INFORMATION »
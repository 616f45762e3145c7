use std::io;
use std::path::PathBuf;

use serde::{Deserialize, Serialize};
use thiserror::Error;

use crate::container::{ContainerId, NodeAddress};

/// The container token could not be bound to a node-scoped identity.
#[derive(Debug, Error)]
pub enum CredentialError {
    /// The token blob is not a well-formed container token.
    #[error("malformed container token for {container}: {reason}")]
    Malformed {
        container: ContainerId,
        reason: String,
    },

    /// The token is well formed but of the wrong kind.
    #[error("expected a ContainerToken for {container}, got {kind}")]
    WrongKind { container: ContainerId, kind: String },

    /// The token was issued for a different container.
    #[error("token issued for {issued_for}, not {container}")]
    ContainerMismatch {
        container: ContainerId,
        issued_for: ContainerId,
    },

    /// The token was issued for a different node.
    #[error("token for {container} is scoped to {issued_for}, not {node}")]
    NodeMismatch {
        container: ContainerId,
        node: NodeAddress,
        issued_for: String,
    },

    /// The token has expired.
    #[error("token for {container} expired at {expired_at}")]
    Expired {
        container: ContainerId,
        expired_at: chrono::DateTime<chrono::Utc>,
    },
}

/// A role provider failed to populate the launch context.
#[derive(Debug, Error)]
pub enum ProviderError {
    /// I/O while staging provider-owned files.
    #[error("provider I/O on {path}: {source}")]
    Io {
        path: PathBuf,
        #[source]
        source: io::Error,
    },

    /// The provider does not know how to launch this role.
    #[error("provider {provider} does not support role {role}")]
    UnsupportedRole { provider: String, role: String },

    /// A role option holds a value the provider cannot use.
    #[error("invalid option {key}={value} for role {role}")]
    InvalidOption {
        role: String,
        key: String,
        value: String,
    },
}

/// Config bundle or image staging failed.
#[derive(Debug, Error)]
pub enum StagingError {
    /// Listing the generated config directory failed.
    #[error("cannot list config directory {path}: {source}")]
    ConfigDir {
        path: PathBuf,
        #[source]
        source: io::Error,
    },

    /// The generated config directory has nothing to stage.
    #[error("config directory {path} contains no files")]
    EmptyConfigDir { path: PathBuf },

    /// The cluster image could not be resolved.
    #[error("cannot stage image {path}: {source}")]
    Image {
        path: PathBuf,
        #[source]
        source: io::Error,
    },
}

/// The coordinator rejected or failed the submit call.
#[derive(Debug, Error)]
pub enum SubmissionError {
    /// The container-management service refused the request.
    #[error("container manager rejected {container}: {reason}")]
    Rejected {
        container: ContainerId,
        reason: String,
    },

    /// The call to the container-management service failed.
    #[error("submitting {container} failed: {source}")]
    Transport {
        container: ContainerId,
        #[source]
        source: anyhow::Error,
    },
}

/// Any failure of a single launch attempt.
///
/// None of these are retried by the worker; retry policy belongs to the
/// coordinator.
#[derive(Debug, Error)]
pub enum LaunchError {
    #[error(transparent)]
    Credential(#[from] CredentialError),
    #[error(transparent)]
    Provider(#[from] ProviderError),
    #[error(transparent)]
    ResourceStaging(#[from] StagingError),
    #[error(transparent)]
    Submission(#[from] SubmissionError),
}

impl LaunchError {
    pub fn kind(&self) -> LaunchErrorKind {
        match self {
            Self::Credential(_) => LaunchErrorKind::Credential,
            Self::Provider(_) => LaunchErrorKind::Provider,
            Self::ResourceStaging(_) => LaunchErrorKind::ResourceStaging,
            Self::Submission(_) => LaunchErrorKind::Submission,
        }
    }

    /// Launch attempts are never retried from inside a worker.
    pub fn is_retryable(&self) -> bool {
        false
    }
}

/// Error class of a failed launch, kept after the error itself is logged.
#[derive(Clone, Copy, Debug, Eq, PartialEq, Hash, Serialize, Deserialize)]
pub enum LaunchErrorKind {
    Credential,
    Provider,
    ResourceStaging,
    Submission,
}

impl LaunchErrorKind {
    pub fn as_str(&self) -> &'static str {
        match self {
            Self::Credential => "credential",
            Self::Provider => "provider",
            Self::ResourceStaging => "resource_staging",
            Self::Submission => "submission",
        }
    }
}

impl std::fmt::Display for LaunchErrorKind {
    fn fmt(&self, f: &mut std::fmt::Formatter<'_>) -> std::fmt::Result {
        write!(f, "{}", self.as_str())
    }
}

/// Errors returned by the supervisor before any worker exists.
#[derive(Debug, Error)]
pub enum SpawnError {
    #[error("no role provider registered for role {role}")]
    UnknownRole { role: String },

    #[error("supervisor is shutting down, refusing launch of {container}")]
    ShuttingDown { container: ContainerId },
}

TASK INSTRUCTIONS » Check each line of the listing above for the string "management", then give how many lines have it. No other text.

RESPONSE FOR THIS EXERCISE » 2